I propose the following logical semantics of the versioned move
operation that is the basis of move tracking, independent of any
implementation.

A versioned move of the node with node id “N”, with respect to two
revisions rX and rY (X < Y), shall mean:

    * Same node id. A node with node id N exists in rX and in rY. It
is “the same node”. It therefore has the same node kind. It may have
content modifications.

    * No gap. There cannot be a gap in the range of revisions: node id
N exists in every revision rX, rX+1, …, rY-1, rY.  (Contrast with
copy-and-delete, where there can be a gap between the delete and the
copy.)  (The possible “resurrection” extension to these semantics
would permit a gap.)

    * Move and/or rename. Node N has either or both of: a different
name (base name) in rX than in rY; and/or a different parent (parent
directory node id) in rX than in rY.

    * Children follow. If N is a directory, each child (recursively)
of N in rX remains a child of N in rY, with the same name, unless it
is separately moved or deleted. Any or all of the children can be
separately moved within or outside the subtree at N, at the same time
as N is moved.

    * No null move. An attempted move which does not change the node's
name or its parent node, with or without a modification, is not
distinguished from a normal succession of history.

=== Move versus Rename ===

In the versioned data model semantics, “move” refers to a change of
parent node and/or a change of name.

At a higher level of semantics, for example when resolving conflicts
during merge, it can be useful to distinguish between renaming and
moving to a different parent node.

=== Can't Move a Child of a Copy ===

Moving a child of a copy, within the same revision, is not tracked: it
is an unversioned operation.

A versioned "move" takes a node that existed in the previous revision
and places it in a new location.  A copy, however, always creates new
nodes, conceptually, even if the internal representation is a "lazy
copy" pointer to the old node.  Moving a child node therefore is a
rearrangement of the new content. It is semantically the same as
deleting the child node and creating a copy of it somewhere else.
Compare with copying a node and then moving that copy somewhere else.

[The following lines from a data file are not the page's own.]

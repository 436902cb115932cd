//! Persistent OAuth storages
//!
//! [`PersistentStorage`] is what the OAuth layer reads and writes through.
//! [`SessionStorage`] keeps data in the visitor session, [`MemoryStorage`]
//! keeps it in process, and the [`RestrictedStorage`] and [`ScopedStorage`]
//! decorators wrap any of them.

mod memory;
mod restricted;
mod scoped;
mod session;
mod traits;

pub use memory::MemoryStorage;
pub use restricted::{RestrictedStorage, SUPPORTED_KEYS};
pub use scoped::ScopedStorage;
pub use session::SessionStorage;
pub use traits::PersistentStorage;
//! OAuth client capability
//!
//! The shared-session layer needs only a small slice of an OAuth client:
//! application identity, the request host, the in-memory CSRF `state`, and
//! the ability to sign payloads with the app secret. [`OAuthClient`] is that
//! slice; [`AppClient`] is a minimal implementation of it.

use salvo_core::http::header::HOST;
use salvo_core::http::Request;

use crate::domain;
use crate::error::SessionError;
use crate::signed_request::{self, SignedPayload};

pub trait OAuthClient {
    fn app_id(&self) -> &str;

    fn app_secret(&self) -> &str;

    /// Host the current request was addressed to
    fn http_host(&self) -> &str;

    /// Domain cookies are scoped to. Defaults to the request host without
    /// its port.
    fn base_domain(&self) -> String {
        domain::host_without_port(self.http_host()).to_string()
    }

    /// CSRF state of the login flow in progress, if any
    fn state(&self) -> Option<&str>;

    fn set_state(&mut self, state: Option<String>);

    fn parse_signed_request(&self, signed: &str) -> Result<SignedPayload, SessionError> {
        signed_request::parse(signed, self.app_secret())
    }

    fn make_signed_request(&self, data: SignedPayload) -> Result<String, SessionError> {
        signed_request::make(data, self.app_secret())
    }
}

/// Application credentials plus per-request host and state
#[derive(Debug, Clone)]
pub struct AppClient {
    app_id: String,
    app_secret: String,
    http_host: String,
    base_domain: Option<String>,
    state: Option<String>,
}

impl AppClient {
    pub fn new<I, S, H>(app_id: I, app_secret: S, http_host: H) -> Self
    where
        I: Into<String>,
        S: Into<String>,
        H: Into<String>,
    {
        Self {
            app_id: app_id.into(),
            app_secret: app_secret.into(),
            http_host: http_host.into(),
            base_domain: None,
            state: None,
        }
    }

    /// Build for the host `req` was sent to, taken from the URI authority or
    /// the `Host` header, without the port.
    pub fn from_request<I, S>(app_id: I, app_secret: S, req: &Request) -> Self
    where
        I: Into<String>,
        S: Into<String>,
    {
        let host = req
            .uri()
            .host()
            .map(str::to_string)
            .or_else(|| {
                req.headers()
                    .get(HOST)
                    .and_then(|v| v.to_str().ok())
                    .map(|h| domain::host_without_port(h).to_string())
            })
            .unwrap_or_default();
        Self::new(app_id, app_secret, host)
    }

    /// Scope cookies to `domain` instead of the request host
    pub fn with_base_domain<D: Into<String>>(mut self, domain: D) -> Self {
        self.base_domain = Some(domain.into());
        self
    }

    pub fn with_state<S: Into<String>>(mut self, state: S) -> Self {
        self.state = Some(state.into());
        self
    }
}

impl OAuthClient for AppClient {
    fn app_id(&self) -> &str {
        &self.app_id
    }

    fn app_secret(&self) -> &str {
        &self.app_secret
    }

    fn http_host(&self) -> &str {
        &self.http_host
    }

    fn base_domain(&self) -> String {
        match &self.base_domain {
            Some(domain) => domain.clone(),
            None => domain::host_without_port(&self.http_host).to_string(),
        }
    }

    fn state(&self) -> Option<&str> {
        self.state.as_deref()
    }

    fn set_state(&mut self, state: Option<String>) {
        self.state = state;
    }
}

If we perform a copy and then move a child of it, either in a WC or in
a repository, this should create a copy with a deleted child, and then
another copy somewhere else which is the "moved" child in its new
path.

Is this acceptable?  This means that combining the two separately
committed changes "copy" and "move a child" into a single commit will
result in semantic data loss, which we are trying to avoid.


Thoughts?

- Julian

Re: Semantics of Move

Posted by Julian Foad <ju...@btopenworld.com>.

Branko Čibej wrote:
> On 15.08.2013 17:01, Julian Foad wrote:
>>  Is this acceptable?
> 
> Looks OK, from a quick review.
> 
>> This means that combining the two separately committed
>> changes "copy" and "move a child" into a single commit will
>> result in semantic data loss, which we are trying to avoid.
> 
> Not really. The copied+moved child node will still have copyfrom
> information linking it to the source of the copy. That doesn't trivially
> tell us how the node came to be at the new location, but there are other
> cases where that's not tracked (e.g., sequential local renames followed
> by a commit; only the result will be tracked, not the intermediate
> (wc-local) states).

Ah, yes: the loss of information about intermediate states does not matter, because we're talking about squashing a series of revisions into a single revision, so by definition information about the intermediate states is to be lost.  All that matters is the relationship between the final state and the initial state, and the (user-level) meaning of that relationship can be described perfectly well without saying "move", in the form "the subtree at path P@X is copied to path P1@Y, except for its child C which is copied to path P2/C@Y instead".  That makes me happy.

- Julian

Re: Semantics of Move

Posted by Branko Čibej <br...@wandisco.com>.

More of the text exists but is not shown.